How to Make Tasty Great to Have in Stock! Homemade Fried Rice Flavor Base

  • 3 min read
  • Mar 16, 2021

Great to Have in Stock! Homemade Fried Rice Flavor Base. Great recipe for Great to Have in Stock! I got this idea by watching someone make a chicken rice base on a TV cooking show. I tried it with fried rice, which we eat a lot in my house.

Let them cool, then cut them into thin slices. Rice: Remember, leftover rice is best! Long grain white rice, jasmine, or brown rice are perfect. You can cook Great to Have in Stock! Homemade Fried Rice Flavor Base using 15 ingredients and 16 steps. Here is how you cook that.

Ingredients of Great to Have in Stock! Homemade Fried Rice Flavor Base

  1. You need of Ground meat (chicken, pork, beef, or mixed).
  2. Prepare of Japanese leek (including the green section).
  3. Prepare of Eggs.
  4. Prepare of Garlic.
  5. Prepare of knobs Ginger.
  6. Prepare of Chicken soup stock (I used granulated)…..
  7. Prepare of + 2 teaspoons …or Weipa.
  8. You need of Salt.
  9. You need of shakes~ Pepper.
  10. You need of Sake.
  11. Prepare of Soy sauce.
  12. It’s of Sesame oil, frying oil.
  13. Prepare of To eat (1 meal):.
  14. Prepare of meal Homemade fried rice filling.
  15. It’s of grams-200 grams Warm cooked rice.

Oil: Use an oil with a high smoke point, like canola, avocado, or grapeseed. Onion: any type of onion will do.; Frozen Peas and Carrots: You'll love how convenient it is to simply use a bag of frozen vegetables, prepped and ready for you right out of the. Elevate your homemade fried rice by pairing it with Soy Ginger Salmon. Tasty Crockpot Beef and Broccoli would be a wonderful main dish to serve with your homemade fried rice.
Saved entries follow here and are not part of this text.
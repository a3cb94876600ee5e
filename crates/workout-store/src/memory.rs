use std::collections::HashMap;
use std::sync::Arc;

use async_trait::async_trait;
use chrono::{DateTime, Utc};
use tokio::sync::RwLock;

use crate::{
    DayWindow, GoalUpdate, LogId, NewWorkout, Result, User, Username, WorkoutLog,
    WorkoutLogEntry, WorkoutStoreError, store::WorkoutStore,
};

#[derive(Default)]
struct State {
    users: HashMap<Username, User>,
    logs: Vec<WorkoutLog>,
}

/// In-memory workout store, used by tests and when no database is configured.
///
/// Mirrors the PostgreSQL implementation, including the requirement that a
/// user exists before logs are written for it.
#[derive(Clone, Default)]
pub struct InMemoryWorkoutStore {
    state: Arc<RwLock<State>>,
}

impl InMemoryWorkoutStore {
    /// Creates a new empty in-memory store.
    pub fn new() -> Self {
        Self::default()
    }

    /// Returns the total number of log rows stored.
    pub async fn log_count(&self) -> usize {
        self.state.read().await.logs.len()
    }

    /// Stores a log row with an explicit creation time.
    pub async fn insert_log_at(
        &self,
        workout: NewWorkout,
        created_at: DateTime<Utc>,
    ) -> Result<WorkoutLog> {
        let mut state = self.state.write().await;
        if !state.users.contains_key(&workout.username) {
            return Err(WorkoutStoreError::UnknownUser(workout.username));
        }

        let log = WorkoutLog {
            id: LogId::new(),
            username: workout.username,
            reps: workout.reps,
            created_at,
        };
        state.logs.push(log.clone());
        Ok(log)
    }

    /// Clears all users and logs.
    pub async fn clear(&self) {
        let mut state = self.state.write().await;
        state.users.clear();
        state.logs.clear();
    }
}

#[async_trait]
impl WorkoutStore for InMemoryWorkoutStore {
    async fn ping(&self) -> Result<()> {
        Ok(())
    }

    async fn ensure_user(&self, username: &Username) -> Result<User> {
        let mut state = self.state.write().await;
        let user = state
            .users
            .entry(username.clone())
            .or_insert_with(|| User {
                username: username.clone(),
                daily_goal: None,
            });
        Ok(user.clone())
    }

    async fn insert_log(&self, workout: NewWorkout) -> Result<WorkoutLog> {
        self.insert_log_at(workout, Utc::now()).await
    }

    async fn upsert_goal(&self, update: GoalUpdate) -> Result<User> {
        let mut state = self.state.write().await;
        let user = User {
            username: update.username.clone(),
            daily_goal: Some(update.daily_goal),
        };
        state.users.insert(update.username, user.clone());
        Ok(user)
    }

    async fn get_user(&self, username: &Username) -> Result<Option<User>> {
        Ok(self.state.read().await.users.get(username).cloned())
    }

    async fn logs_in_window(&self, window: DayWindow) -> Result<Vec<WorkoutLogEntry>> {
        let state = self.state.read().await;
        let mut entries: Vec<_> = state
            .logs
            .iter()
            .filter(|log| window.contains(log.created_at))
            .map(|log| WorkoutLogEntry {
                username: log.username.clone(),
                reps: log.reps,
                created_at: log.created_at,
                daily_goal: state
                    .users
                    .get(&log.username)
                    .and_then(|user| user.daily_goal),
            })
            .collect();
        entries.sort_by_key(|e| e.created_at);
        Ok(entries)
    }
}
Great to Have in Stock! Homemade Fried Rice Flavor Base instructions

  1. Without breaking up the ground meat, lightly season the surface with salt and pepper. Sprinkle with sake..
  2. Mince the ginger and garlic..
  3. Roughly mince the leek, including the green section. You can also cut a 十 sign lengthwise and then chop finely..
  4. Beat the egg in a bowl and lightly season with salt and pepper..
  5. In a wok or large frying pan, add 1 teaspoon of both sesame oil and frying oil. When it has warmed completely, add the egg in at one time and stir it with large motions..
  6. When it has cooked about 50% (this happens quickly,) return the egg to the bowl that it was beaten in. Break it apart with a wooden spoon (etc.) using cutting motions..
  7. In the same unwashed frying pan, add 1.5 teaspoons of sesame oil and frying oil. Cook the ginger and garlic..
  8. Once fragrant, add the block of ground meat as- is. Without breaking it apart, pan fry it like a hamburger. I used ground chicken breast this time..
  9. When both sides of the meat have browned, break it apart by using cutting motions while continuing to cook. It doesn't have to be broken apart finely. It tastes best if it there are some hard clumps..
  10. Once the meat has been broken apart and cooked, add the leek. Continue cooking..
  11. Add the chicken stock granules, salt, and pepper to season..
  12. Once the flavors have blended, add the egg. Break it apart as you combine everything together. Pour the soy sauce directly onto the surface of the frying pan so that it can sizzle. Stir everything around 2 or 3 times and turn off the heat..
  13. While it is freshly cooked, divide into 8 portions. Since I had 650g, I made each portion about 80g. Once the portions have completely cooled, store them in the freezer..
  14. When you want to eat some fried rice, just microwave a portion and mix it with warm rice! 1 serving of rice is about 180-200g..
  15. It's not really a huge secret or anything, but my family never knows that I don't actually fry the rice!.
  16. When microwaving the base, remove the plastic wrap. Depending on the brand of wrap, when it touches oil at a high temperature there is the chance that it will melt..

For a delicious option, serve your fried rice recipe with Tofu Stir Fry, General Tso's Tofu, or Crispy Tofu. Remove from skillet and set aside. I make really great fried rice. Before you silently judge me for this arrogance, know this: Behind this hubris lies the wisdom of my Chinese in-laws. When first dating my now-husband, I would fly to Seattle to visit his parents, and our family time would be spent with me taking copious notes on an iPad while they attempted to teach me to cook their family dishes.